What is expected: Of the lines listed below, return exactly those that run from the line containing "let extent = (stats.max_y" through the line containing "staff line (1-based", both included.

Data for the task:

//! Clef classification from dark-pixel statistics in the leftmost
//! slice of each staff.

use crate::image::GrayImage;
use crate::score::{Clef, Staff, System};

use super::constants::*;

/// Minimum ink a row needs (in the clef slice) to count toward the
/// glyph's vertical extent.
const ROW_MIN_PIXELS: u32 = 2;

/// Density a small window must reach to count as a bass-clef dot.
const DOT_REGION_DENSITY: f32 = 0.25;

/// Upper/lower halves of a C-clef glyph may differ by at most this
/// ratio to count as symmetric.
const C_CLEF_BALANCE: f32 = 0.35;

/// Classify one clef per staff, in staff order.
pub fn classify_clefs(img: &GrayImage, staves: &[Staff], systems: &[System]) -> Vec<Clef> {
    staves
        .iter()
        .enumerate()
        .map(|(i, staff)| {
            classify_staff_clef(img, staff)
                .unwrap_or_else(|| fallback_clef(i, systems))
        })
        .collect()
}

/// Per-row ink counts and the aggregate blob statistics the rules read.
struct ClefStats {
    /// First and last rows with ink (glyph vertical extent).
    min_y: i64,
    max_y: i64,
    /// Ink above/below the staff's vertical midpoint.
    upper: u32,
    lower: u32,
    /// Dark-weighted center-of-mass row.
    center_of_mass: f32,
    region_x1: i64,
}

fn gather_stats(img: &GrayImage, staff: &Staff) -> Option<ClefStats> {
    let s = staff.spacing();
    let region_x1 = (CLEF_REGION_FRACTION * img.width() as f32) as i64;
    let scan_top = staff.top() as i64 - (2.5 * s) as i64;
    let scan_bottom = staff.bottom() as i64 + (2.5 * s) as i64;
    let mid = (staff.top() + staff.bottom()) as f32 / 2.0;

    let mut min_y = i64::MAX;
    let mut max_y = i64::MIN;
    let mut upper = 0u32;
    let mut lower = 0u32;
    let mut weighted_y = 0.0f64;
    let mut total = 0u64;

    for y in scan_top..=scan_bottom {
        let mut row_count = 0u32;
        for x in 0..region_x1 {
            if img.is_dark(x, y) {
                row_count += 1;
            }
        }
        if row_count < ROW_MIN_PIXELS {
            continue;
        }
        min_y = min_y.min(y);
        max_y = max_y.max(y);
        if (y as f32) < mid {
            upper += row_count;
        } else {
            lower += row_count;
        }
        weighted_y += y as f64 * row_count as f64;
        total += row_count as u64;
    }

    if total == 0 {
        return None;
    }
    Some(ClefStats {
        min_y,
        max_y,
        upper,
        lower,
        center_of_mass: (weighted_y / total as f64) as f32,
        region_x1,
    })
}

fn classify_staff_clef(img: &GrayImage, staff: &Staff) -> Option<Clef> {
    let stats = gather_stats(img, staff)?;
    let s = staff.spacing();
    let extent = (stats.max_y - stats.min_y) as f32;
    let above = staff.top() as f32 - stats.min_y as f32;
    let below = stats.max_y as f32 - staff.bottom() as f32;

    // Treble: a tall glyph spilling over both outer lines.
    if above >= TREBLE_ABOVE_S * s && below >= TREBLE_BELOW_S * s && extent > TREBLE_MIN_EXTENT_S * s
    {
        return Some(Clef::Treble);
    }

    // Bass: top-heavy body plus the two dots flanking the middle line.
    if stats.upper > stats.lower
        && extent <= BASS_MAX_EXTENT_S * s
        && has_flanking_dots(img, staff, stats.region_x1)
    {
        return Some(Clef::Bass);
    }

    // C-clefs: symmetric, mid-sized, centered on a staff line.
    let balance = stats.upper.min(stats.lower) as f32 / stats.upper.max(stats.lower).max(1) as f32;
    if balance >= 1.0 - C_CLEF_BALANCE
        && extent >= C_CLEF_MIN_EXTENT_S * s
        && extent <= C_CLEF_MAX_EXTENT_S * s
    {
        if let Some(line) = snapped_center_line(img, staff, &stats) {
            return Some(match line {
                1 => Clef::Soprano,
                4 => Clef::Tenor,
                _ => Clef::Alto,
            });
        }
    }

    None
}

/// Bass-clef dots: dense little regions in the two spaces flanking the
/// middle line, toward the right of the clef slice.
fn has_flanking_dots(img: &GrayImage, staff: &Staff, region_x1: i64) -> bool {
    let s = staff.spacing();
    let win = (0.6 * s).max(2.0) as i64;
    let space_above = (staff.lines[1] + staff.lines[2]) as i64 / 2;
    let space_below = (staff.lines[2] + staff.lines[3]) as i64 / 2;

    let mut found_above = false;
    let mut found_below = false;
    for x in region_x1 / 2..region_x1 {
        let half = win / 2;
        if !found_above
            && img.region_density(x - half, space_above - half, x + half, space_above + half)
                >= DOT_REGION_DENSITY
        {
            found_above = true;
        }
        if !found_below
            && img.region_density(x - half, space_below - half, x + half, space_below + half)
                >= DOT_REGION_DENSITY
        {
            found_below = true;
        }
    }
    found_above && found_below
}

/// Snap the glyph's center of mass to the nearest staff line (1-based
/// from the top) if the band around that line is dense enough.
fn snapped_center_line(img: &GrayImage, staff: &Staff, stats: &ClefStats) -> Option<u32> {
    let s = staff.spacing();
    let (line_idx, line_y) = staff
        .lines
        .iter()
        .enumerate()
        .min_by_key(|(_, &ly)| (ly as f32 - stats.center_of_mass).abs() as u32)?;

    let band = (C_CLEF_BAND_S * s) as i64;
    let density = img.region_density(
        0,
        *line_y as i64 - band,
        stats.region_x1,
        *line_y as i64 + band,
    );
    if density > C_CLEF_BAND_DENSITY {
        Some(line_idx as u32 + 1)
    } else {
        None
    }
}

/// No glyph recognized: decide by the staff's role in its system.
fn fallback_clef(staff_index: usize, systems: &[System]) -> Clef {
    for system in systems {
        if system.staff_indices.len() == 2 {
            if system.staff_indices[0] == staff_index {
                return Clef::Treble;
            }
            if system.staff_indices[1] == staff_index {
                return Clef::Bass;
            }
        }
    }
    Clef::Treble
}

Exercise output:
    let extent = (stats.max_y - stats.min_y) as f32;
    let above = staff.top() as f32 - stats.min_y as f32;
    let below = stats.max_y as f32 - staff.bottom() as f32;

    // Treble: a tall glyph spilling over both outer lines.
    if above >= TREBLE_ABOVE_S * s && below >= TREBLE_BELOW_S * s && extent > TREBLE_MIN_EXTENT_S * s
    {
        return Some(Clef::Treble);
    }

    // Bass: top-heavy body plus the two dots flanking the middle line.
    if stats.upper > stats.lower
        && extent <= BASS_MAX_EXTENT_S * s
        && has_flanking_dots(img, staff, stats.region_x1)
    {
        return Some(Clef::Bass);
    }

    // C-clefs: symmetric, mid-sized, centered on a staff line.
    let balance = stats.upper.min(stats.lower) as f32 / stats.upper.max(stats.lower).max(1) as f32;
    if balance >= 1.0 - C_CLEF_BALANCE
        && extent >= C_CLEF_MIN_EXTENT_S * s
        && extent <= C_CLEF_MAX_EXTENT_S * s
    {
        if let Some(line) = snapped_center_line(img, staff, &stats) {
            return Some(match line {
                1 => Clef::Soprano,
                4 => Clef::Tenor,
                _ => Clef::Alto,
            });
        }
    }

    None
}

/// Bass-clef dots: dense little regions in the two spaces flanking the
/// middle line, toward the right of the clef slice.
fn has_flanking_dots(img: &GrayImage, staff: &Staff, region_x1: i64) -> bool {
    let s = staff.spacing();
    let win = (0.6 * s).max(2.0) as i64;
    let space_above = (staff.lines[1] + staff.lines[2]) as i64 / 2;
    let space_below = (staff.lines[2] + staff.lines[3]) as i64 / 2;

    let mut found_above = false;
    let mut found_below = false;
    for x in region_x1 / 2..region_x1 {
        let half = win / 2;
        if !found_above
            && img.region_density(x - half, space_above - half, x + half, space_above + half)
                >= DOT_REGION_DENSITY
        {
            found_above = true;
        }
        if !found_below
            && img.region_density(x - half, space_below - half, x + half, space_below + half)
                >= DOT_REGION_DENSITY
        {
            found_below = true;
        }
    }
    found_above && found_below
}

/// Snap the glyph's center of mass to the nearest staff line (1-based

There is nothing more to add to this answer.